In Portland, particularly, we see runners, bikers, hikers, skiers, every form of human-driven locomotion possible, in profusion, every day.  Sure there are the attendant aches and pains and blisters, Dr. Scholls handles them.

But what happens when you really need more help? What happens when what you need is this?

Is there a proper caption for this? I'm at a loss.

And what happens after you get this done?

Here lies the nexus of Patient vs Patience.

Here is the junction of the super hiway of youth and the cruisable  freeway of experience and age-induced wisdom.

And so I power through once again, this time tempered, like the fine steel they have intruded into my foot, aged with not only years but pain and experience into a fine couvee of hi notes and low body aches.

In two days I quickly detach myself from the fog and bad dreamland of the Oxy Twins and learn that the pain is now, once more, that throbbing, slow healing ache of a pain that only the passage of motionless days will help heal.

And this more experienced (aged, some might say) Patient now has the Patience to be motionless….for a time……clear-headed and searching the coming months for that time in the distance  that I can once again run, walk and leap with the joy and almost the agility of the youthful and imPatient soul I have always fallen back upon.

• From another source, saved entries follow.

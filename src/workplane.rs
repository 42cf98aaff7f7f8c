//! Named sketch planes and local coordinate frames.
//!
//! Parts are easiest to describe the way a machinist would: "on the side
//! face, 50 mm along the arm, tilted 25 degrees". A [`Workplane`] is that
//! frame. Profiles are drawn in its local XY plane, extruded along its
//! local +Z (the plane normal) and then mapped into world space.

use crate::float_types::Real;
use crate::mesh::Mesh;
use crate::sketch::Sketch;
use crate::traits::CSG;
use nalgebra::{Matrix4, Point3, Rotation3, Vector3};
use std::fmt::Debug;

#[derive(Debug, Clone, Copy, PartialEq)]
pub struct Workplane {
    pub origin: Point3<Real>,
    /// Local +X in world coordinates (unit)
    pub x_dir: Vector3<Real>,
    /// Local +Z in world coordinates (unit)
    pub normal: Vector3<Real>,
}

impl Default for Workplane {
    fn default() -> Self {
        Self::xy()
    }
}

impl Workplane {
    /// World XY: local axes coincide with world axes.
    pub fn xy() -> Self {
        Workplane {
            origin: Point3::origin(),
            x_dir: Vector3::x(),
            normal: Vector3::z(),
        }
    }

    /// World YZ: local x is world Y, local y is world Z, normal is world X.
    pub fn yz() -> Self {
        Workplane {
            origin: Point3::origin(),
            x_dir: Vector3::y(),
            normal: Vector3::x(),
        }
    }

    /// World XZ: local x is world X, local y is world Z, normal is world -Y.
    pub fn xz() -> Self {
        Workplane {
            origin: Point3::origin(),
            x_dir: Vector3::x(),
            normal: -Vector3::y(),
        }
    }

    /// Local +Y in world coordinates.
    pub fn y_dir(&self) -> Vector3<Real> {
        self.normal.cross(&self.x_dir)
    }

    /// Map a local vector to world coordinates (no translation).
    pub fn to_world_vector(&self, v: Vector3<Real>) -> Vector3<Real> {
        self.x_dir * v.x + self.y_dir() * v.y + self.normal * v.z
    }

    /// Map a local point to world coordinates.
    pub fn to_world(&self, p: Point3<Real>) -> Point3<Real> {
        self.origin + self.to_world_vector(p.coords)
    }

    /// Move the origin by a vector given in local coordinates.
    pub fn offset(&self, x: Real, y: Real, z: Real) -> Self {
        Workplane {
            origin: self.to_world(Point3::new(x, y, z)),
            ..*self
        }
    }

    /// Rotate the frame about its own axes (degrees, applied X then Y then Z).
    pub fn rotated(&self, rx: Real, ry: Real, rz: Real) -> Self {
        let local = Rotation3::from_axis_angle(&Vector3::z_axis(), rz.to_radians())
            * Rotation3::from_axis_angle(&Vector3::y_axis(), ry.to_radians())
            * Rotation3::from_axis_angle(&Vector3::x_axis(), rx.to_radians());
        Workplane {
            origin: self.origin,
            x_dir: self.to_world_vector(local * Vector3::x()),
            normal: self.to_world_vector(local * Vector3::z()),
        }
    }

    /// Local-to-world homogeneous transform.
    pub fn matrix(&self) -> Matrix4<Real> {
        let y = self.y_dir();
        #[rustfmt::skip]
        let m = Matrix4::new(
            self.x_dir.x, y.x, self.normal.x, self.origin.x,
            self.x_dir.y, y.y, self.normal.y, self.origin.y,
            self.x_dir.z, y.z, self.normal.z, self.origin.z,
            0.0, 0.0, 0.0, 1.0,
        );
        m
    }

    /// Map a mesh built in local coordinates into world space.
    pub fn place<S: Clone + Send + Sync + Debug>(&self, mesh: &Mesh<S>) -> Mesh<S> {
        mesh.transform(&self.matrix())
    }

    /// Extrude `sketch` along the plane normal (negative goes against it).
    pub fn extrude<S: Clone + Send + Sync + Debug>(
        &self,
        sketch: &Sketch<S>,
        height: Real,
    ) -> Mesh<S> {
        self.place(&sketch.extrude(height))
    }

    /// Extrude `sketch` from `-height` to `+height` along the normal.
    pub fn extrude_symmetric<S: Clone + Send + Sync + Debug>(
        &self,
        sketch: &Sketch<S>,
        height: Real,
    ) -> Mesh<S> {
        self.place(&sketch.extrude_symmetric(height))
    }
}

#[cfg(test)]
mod tests {
    use super::*;
    use approx::assert_relative_eq;

    #[test]
    fn named_planes_are_right_handed() {
        for plane in [Workplane::xy(), Workplane::yz(), Workplane::xz()] {
            assert_relative_eq!(plane.matrix().fixed_view::<3, 3>(0, 0).determinant(), 1.0);
        }
        assert_eq!(Workplane::yz().y_dir(), Vector3::z());
        assert_eq!(Workplane::xz().y_dir(), Vector3::z());
    }

    #[test]
    fn xz_negative_extrusion_runs_along_plus_y() {
        let bar = Workplane::xz().extrude(&Sketch::<()>::rect(2.0, 2.0, None), -50.0);
        let bb = bar.bounding_box();
        assert_relative_eq!(bb.mins.y, 0.0, epsilon = 1e-9);
        assert_relative_eq!(bb.maxs.y, 50.0, epsilon = 1e-9);
        assert!(bar.volume() > 0.0);
    }

    #[test]
    fn offset_and_rotation_are_local() {
        let plane = Workplane::yz().offset(0.0, 0.0, 5.0);
        assert_eq!(plane.origin, Point3::new(5.0, 0.0, 0.0));

        // local +Z turns towards local -Y, which is world -Z on XZ
        let tilted = Workplane::xz().rotated(90.0, 0.0, 0.0);
        assert_relative_eq!(tilted.x_dir, Vector3::x(), epsilon = 1e-12);
        assert_relative_eq!(tilted.normal, -Vector3::z(), epsilon = 1e-12);
    }
}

I am now a better, more Patient, patient….and Patience is, after all is said and done, a virtue.

 

 

 

One thought on “The Impatient Patient

  1. Hey Robbie! Good for you! Patience is one of the more difficult virtues to cultivate. Just being home 4 days sick with a cold is driving me bananas! I know you have the intellectual and social resources to keep that impatience in check. Visualize yourself walking, shopping, jumping and running.